# [Problem statement]
Filter these entries down to lines holding "into".

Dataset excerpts
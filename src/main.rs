use std::ffi::OsStr;
use std::path::{Path, PathBuf};

use anyhow::{Context, anyhow};
use clap::{Parser, Subcommand};
use serde_json::Value;
use tracing_appender::non_blocking::WorkerGuard;
use tracing_subscriber::EnvFilter;

use packagist_meta::config::{self, Config};
use packagist_meta::schema::{RegistryMeta, parse_packages_responses};
use packagist_meta::version::registries::PackagistRegistry;
use packagist_meta::version::registry::Registry;

#[derive(Parser)]
#[command(name = "packagist-meta")]
#[command(version, about = "Decode Composer registry metadata into release lists")]
struct Cli {
    #[command(subcommand)]
    command: Command,
}

#[derive(Subcommand)]
enum Command {
    /// Merge the releases of a package from local metadata files
    Releases {
        /// Composer package name (vendor/name)
        package: String,
        /// Metadata documents, merged in the given order
        #[arg(required = true)]
        files: Vec<PathBuf>,
    },
    /// Fetch the releases of a package from a Composer repository
    Fetch {
        /// Composer package name (vendor/name)
        package: String,
        /// JSON configuration file
        #[arg(long)]
        config: Option<PathBuf>,
    },
    /// Show the normalized registry root of a local packages.json
    Meta { file: PathBuf },
}

fn main() -> anyhow::Result<()> {
    let cli = Cli::parse();
    let _guard = init_logging()?;

    match cli.command {
        Command::Releases { package, files } => {
            let documents = files
                .iter()
                .map(|path| read_json(path))
                .collect::<anyhow::Result<Vec<_>>>()?;
            let result = parse_packages_responses(&package, &documents)
                .ok_or_else(|| anyhow!("No valid release metadata for {}", package))?;
            println!("{}", serde_json::to_string_pretty(&result)?);
        }
        Command::Fetch { package, config } => {
            let config = match config {
                Some(path) => Config::load(&path)?,
                None => Config::default(),
            };
            let registry = PackagistRegistry::new(&config.registry.url)
                .with_dev(config.registry.include_dev);
            let result = tokio::runtime::Builder::new_multi_thread()
                .enable_all()
                .build()?
                .block_on(registry.fetch_releases(&package))?;
            println!("{}", serde_json::to_string_pretty(&result)?);
        }
        Command::Meta { file } => {
            let meta = RegistryMeta::parse(&read_json(&file)?);
            println!("{}", serde_json::to_string_pretty(&meta)?);
        }
    }

    Ok(())
}

fn read_json(path: &Path) -> anyhow::Result<Value> {
    let content = std::fs::read_to_string(path)
        .with_context(|| format!("Failed to read {}", path.display()))?;
    serde_json::from_str(&content).with_context(|| format!("Invalid JSON in {}", path.display()))
}

fn init_logging() -> anyhow::Result<WorkerGuard> {
    let log_path = config::log_path();
    let log_dir = log_path.parent().unwrap_or(Path::new("."));
    std::fs::create_dir_all(log_dir)
        .with_context(|| format!("Failed to create {}", log_dir.display()))?;

    let file_name = log_path.file_name().unwrap_or(OsStr::new("packagist-meta.log"));
    let appender = tracing_appender::rolling::never(log_dir, file_name);
    let (writer, guard) = tracing_appender::non_blocking(appender);

    let env_filter =
        EnvFilter::try_from_env(config::LOG_ENV).unwrap_or_else(|_| EnvFilter::new("info"));
    tracing_subscriber::fmt()
        .json()
        .with_env_filter(env_filter)
        .with_writer(writer)
        .with_ansi(false)
        .init();

    Ok(guard)
}
use thiserror::Error;

#[derive(Debug, Error)]
pub enum RegistryError {
    #[error("Network error: {0}")]
    Network(#[from] reqwest::Error),

    #[error("Package not found: {0}")]
    NotFound(String),

    #[error("Invalid response: {0}")]
    InvalidResponse(String),
}
//! Composer registry metadata schema layer
//!
//! Turns raw `serde_json::Value` documents served by a Composer registry
//! into normalized release data. Nothing in this module performs I/O.
//!
//! ```text
//! ┌─────────────┐     ┌─────────────┐     ┌─────────────┐
//! │  minified   │────▶│   release   │────▶│  packages   │
//! │  (expand)   │     │ (normalize) │     │ (aggregate) │
//! └─────────────┘     └─────────────┘     └─────────────┘
//! ```
//!
//! # Modules
//!
//! - [`minified`]: expands delta-encoded ("minified") version arrays
//! - [`release`]: normalizes one expanded record into a [`ComposerRelease`]
//! - [`packages`]: extracts and merges releases from `packages` documents
//! - [`registry_meta`]: defaults the registry root (`packages.json`) shape
//! - [`error`]: error type for release normalization

pub mod error;
pub mod minified;
pub mod packages;
pub mod registry_meta;
pub mod release;

pub use error::SchemaError;
pub use minified::{DecodedRecord, UNSET_MARKER, expand_minified};
pub use packages::{extract_release_result, parse_packages_response, parse_packages_responses};
pub use registry_meta::RegistryMeta;
pub use release::{ComposerRelease, ComposerSource, parse_releases};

# [Expected answer]
#[command(version, about = "Decode Composer registry metadata into release lists")]
//! into normalized release data. Nothing in this module performs I/O.
//! - [`release`]: normalizes one expanded record into a [`ComposerRelease`]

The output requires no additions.